Host-based Authentication:

  • Host-based authentication relies on the client host’s identity, and it is generally less secure and less commonly used compared to other methods.
  • It authenticates users based on the client’s hostname or IP address

Public key Authentication:

  • Public key authentication is a more secure method than password authentication.
  • It involves generating a key pair consisting of a public key and a private key. The public key is stored on the server, and the private key is kept securely by the client.
  • When the client attempts to connect, it uses its private key to prove its identity to the server. If the server has the corresponding public key, the client is granted access.
  • This method is commonly used in production environments and is highly recommended for better security.

Password Authentication:

  • This is the most basic form of SSH authentication, where the user provides a username and password to log in.
  • While simple, it may not be the most secure method, especially if weak passwords are used.

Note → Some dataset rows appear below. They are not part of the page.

//! Per-combination statistics.
//!
//! A read-only derived view of one combination: credit total, category
//! distribution, per-weekday class counts, and the resulting free days.
//! Has no effect on the search.

use std::collections::BTreeMap;

use serde::{Deserialize, Serialize};

use crate::models::{Course, CourseType, Weekday, ACADEMIC_WEEK};

use super::ranker::total_credits;

/// Derived summary of one combination.
#[derive(Debug, Clone, Serialize, Deserialize)]
pub struct CombinationSummary {
    /// Sum of credit hours.
    pub total_credits: u32,
    /// Number of courses.
    pub course_count: usize,
    /// Courses per catalog category.
    pub by_type: BTreeMap<CourseType, usize>,
    /// Occupied class slots per weekday (courses flattened to
    /// intervals).
    pub by_weekday: BTreeMap<Weekday, usize>,
    /// Academic days (Mon–Fri) with no classes. Weekend days are not
    /// academic days and are never reported here.
    pub free_days: Vec<Weekday>,
}

impl CombinationSummary {
    /// Computes the summary for a combination.
    pub fn collect(courses: &[Course]) -> Self {
        let mut by_type: BTreeMap<CourseType, usize> = BTreeMap::new();
        for course in courses {
            *by_type.entry(course.course_type).or_insert(0) += 1;
        }

        let mut by_weekday: BTreeMap<Weekday, usize> = BTreeMap::new();
        for interval in courses.iter().flat_map(|c| c.intervals.iter()) {
            *by_weekday.entry(interval.weekday).or_insert(0) += 1;
        }

        let free_days = ACADEMIC_WEEK
            .into_iter()
            .filter(|day| !by_weekday.contains_key(day))
            .collect();

        Self {
            total_credits: total_credits(courses),
            course_count: courses.len(),
            by_type,
            by_weekday,
            free_days,
        }
    }
}
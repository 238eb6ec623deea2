//! Tokenizer and boundary rules for period codes.

use tracing::debug;

use crate::models::{merge_intervals, TimeInterval, Weekday};

/// Night marker glyph prefixing evening periods.
const NIGHT_MARKER: char = '야';

/// Result of parsing one notation string.
///
/// Intervals are merged; `skipped_tokens` counts tokens that could not
/// be read (diagnostic only, never fatal).
#[derive(Debug, Clone, Default, PartialEq)]
pub struct ParseOutcome {
    /// Extracted intervals, sorted and fused.
    pub intervals: Vec<TimeInterval>,
    /// Number of malformed or unrecognized tokens that were skipped.
    pub skipped_tokens: usize,
}

/// Half-period suffix.
#[derive(Debug, Clone, Copy, PartialEq, Eq)]
enum Half {
    /// First half of the period.
    A,
    /// Second half of the period.
    B,
}

/// One parsed period code, e.g. `7`, `5B`, `야1`.
#[derive(Debug, Clone, Copy, PartialEq)]
struct PeriodCode {
    night: bool,
    period: u32,
    half: Option<Half>,
}

/// Anchor on the standard scale for night periods 1..=3.
///
/// A fixed lookup: the evening sub-scale is not linear beyond these
/// three slots, so no arithmetic mapping exists.
fn night_anchor(period: u32) -> Option<f64> {
    match period {
        1 => Some(10.0),
        2 => Some(11.0),
        3 => Some(12.0),
        _ => None,
    }
}

impl PeriodCode {
    /// Base position of this period on the canonical timeline.
    fn base(&self) -> Option<f64> {
        if self.night {
            night_anchor(self.period)
        } else {
            Some(self.period as f64)
        }
    }

    /// Start boundary: `p` for plain and `A`, `p + 0.5` for `B`.
    fn start_boundary(&self) -> Option<f64> {
        let base = self.base()?;
        Some(match self.half {
            Some(Half::B) => base + 0.5,
            _ => base,
        })
    }

    /// End boundary: `p + 0.5` for `A` ("up to and including A"),
    /// `p + 1` for plain and `B`.
    fn end_boundary(&self) -> Option<f64> {
        let base = self.base()?;
        Some(match self.half {
            Some(Half::A) => base + 0.5,
            _ => base + 1.0,
        })
    }
}

/// Parses one period code token. `None` means malformed.
fn parse_code(token: &str) -> Option<PeriodCode> {
    let mut chars = token.chars().peekable();

    let night = chars.peek() == Some(&NIGHT_MARKER);
    if night {
        chars.next();
    }

    let mut digits = String::new();
    while let Some(c) = chars.peek() {
        if c.is_ascii_digit() {
            digits.push(*c);
            chars.next();
        } else {
            break;
        }
    }
    if digits.is_empty() || digits.len() > 2 {
        return None;
    }
    let period: u32 = digits.parse().ok()?;
    if period == 0 {
        return None;
    }

    let half = match chars.next() {
        None => None,
        Some('A') => Some(Half::A),
        Some('B') => Some(Half::B),
        Some(_) => return None,
    };
    if chars.next().is_some() {
        return None;
    }

    // Night periods only exist on anchors 1..=3
    if night && night_anchor(period).is_none() {
        return None;
    }

    Some(PeriodCode {
        night,
        period,
        half,
    })
}

/// Night-wrap correction: when a computed start exceeds its end, the
/// range crossed onto the evening sub-scale and the end boundary is
/// shifted up by a flat 8.0 units.
fn correct_wrap(start: f64, end: f64) -> f64 {
    if start > end {
        end + 8.0
    } else {
        end
    }
}

/// Parses a raw notation string into merged intervals.
///
/// See the module docs for the grammar. Text before the first weekday
/// glyph has no weekday context and is ignored.
pub fn parse_time_codes(raw: &str) -> ParseOutcome {
    let cleaned = strip_annotations(raw);

    let mut intervals: Vec<TimeInterval> = Vec::new();
    let mut skipped = 0usize;

    for (weekday, chunk) in split_weekday_chunks(&cleaned) {
        parse_chunk(weekday, &chunk, &mut intervals, &mut skipped);
    }

    if skipped > 0 {
        debug!(raw, skipped, "skipped unrecognized period tokens");
    }

    ParseOutcome {
        intervals: merge_intervals(intervals),
        skipped_tokens: skipped,
    }
}

/// Removes parenthesized room annotations, e.g. `"월 1-2 (5-107)"`.
fn strip_annotations(raw: &str) -> String {
    let mut out = String::with_capacity(raw.len());
    let mut depth = 0usize;
    for c in raw.chars() {
        match c {
            '(' => depth += 1,
            ')' => depth = depth.saturating_sub(1),
            _ if depth == 0 => out.push(c),
            _ => {}
        }
    }
    out
}

/// Splits the input into `(weekday, remainder-until-next-glyph)` chunks.
fn split_weekday_chunks(input: &str) -> Vec<(Weekday, String)> {
    let mut chunks: Vec<(Weekday, String)> = Vec::new();
    for c in input.chars() {
        if let Some(day) = Weekday::from_glyph(c) {
            chunks.push((day, String::new()));
        } else if let Some((_, chunk)) = chunks.last_mut() {
            chunk.push(c);
        }
        // Leading text with no weekday context is dropped
    }
    chunks
}

/// Parses the period tokens of one weekday chunk.
///
/// A chunk containing at least one range token parses every token
/// independently (ranges span, lone codes become single periods). A
/// chunk with no range marker is a contiguous run from the first code's
/// start to the last code's end.
fn parse_chunk(
    weekday: Weekday,
    chunk: &str,
    intervals: &mut Vec<TimeInterval>,
    skipped: &mut usize,
) {
    let tokens: Vec<&str> = chunk.split_whitespace().collect();
    if tokens.is_empty() {
        return;
    }

    let has_range = tokens.iter().any(|t| t.contains('-'));

    if has_range {
        for token in tokens {
            match parse_token(weekday, token) {
                Some(interval) => intervals.push(interval),
                None => *skipped += 1,
            }
        }
        return;
    }

    // Contiguous run: first start to last end
    let mut codes: Vec<PeriodCode> = Vec::new();
    for token in tokens {
        match parse_code(token) {
            Some(code) => codes.push(code),
            None => *skipped += 1,
        }
    }
    let (Some(first), Some(last)) = (codes.first(), codes.last()) else {
        return;
    };
    let (Some(start), Some(end)) = (first.start_boundary(), last.end_boundary()) else {
        *skipped += 1;
        return;
    };
    push_interval(weekday, start, end, intervals, skipped);
}

/// Parses a single token (range or lone code) into one interval.
fn parse_token(weekday: Weekday, token: &str) -> Option<TimeInterval> {
    if let Some((left, right)) = token.split_once('-') {
        let start_code = parse_code(left)?;
        let mut end_code = parse_code(right)?;
        // A plain right endpoint after a night left endpoint stays on
        // the night scale
        if start_code.night && !end_code.night {
            end_code.night = true;
            if night_anchor(end_code.period).is_none() {
                return None;
            }
        }
        let start = start_code.start_boundary()?;
        let end = correct_wrap(start, end_code.end_boundary()?);
        (start < end).then(|| TimeInterval::new(weekday, start, end))
    } else {
        let code = parse_code(token)?;
        let start = code.start_boundary()?;
        let end = code.end_boundary()?;
        (start < end).then(|| TimeInterval::new(weekday, start, end))
    }
}

fn push_interval(
    weekday: Weekday,
    start: f64,
    end: f64,
    intervals: &mut Vec<TimeInterval>,
    skipped: &mut usize,
) {
    let end = correct_wrap(start, end);
    if start < end {
        intervals.push(TimeInterval::new(weekday, start, end));
    } else {
        *skipped += 1;
    }
}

Two-Factor Authentication (2FA):

  • Two-factor authentication adds an extra layer of security to SSH login.
  • In addition to the username and password or public key, users must provide a second factor, such as a one-time code generated by a mobile app or sent via SMS.
  • This method helps protect against unauthorized access, even if passwords or private keys are compromised.

SMTP - 25,587 (TCP)

  • SMTP stands for “Simple Mail Transfer Protocol”. It is utilised to handle the sending of emails. In order to support email services, a protocol pair is required, comprising of SMTP and POP/IMAP. Together they allow the user to send outgoing mail and retrieve incoming mail, respectively.
  • Simple Mail Transport protocol or SMTP as it is commonly known, is among the most important protocols in our digital age.It is used to transfer email from one user to another. Although SMTP was first codified in 1983, it is still this same protocol that carries nearly all email with some enhancements.
  • The SMTP server performs three basic functions:
    • It verifies who is sending emails through the SMTP server.
    • It sends the outgoing mail
    • If the outgoing mail can’t be delivered it sends the message back to the sender
  • Ports Used 25,465,587. Originally, the Simple Mail Transfer Protocol (SMTP) used port 25. Today, SMTP should instead use port 587 — this is the port for encrypted email transmissions using SMTP Secure (SMTPS)
  • POP, or “Post Office Protocol” and IMAP, “Internet Message Access Protocol” are both email protocols who are responsible for the transfer of email between a client and a mail server.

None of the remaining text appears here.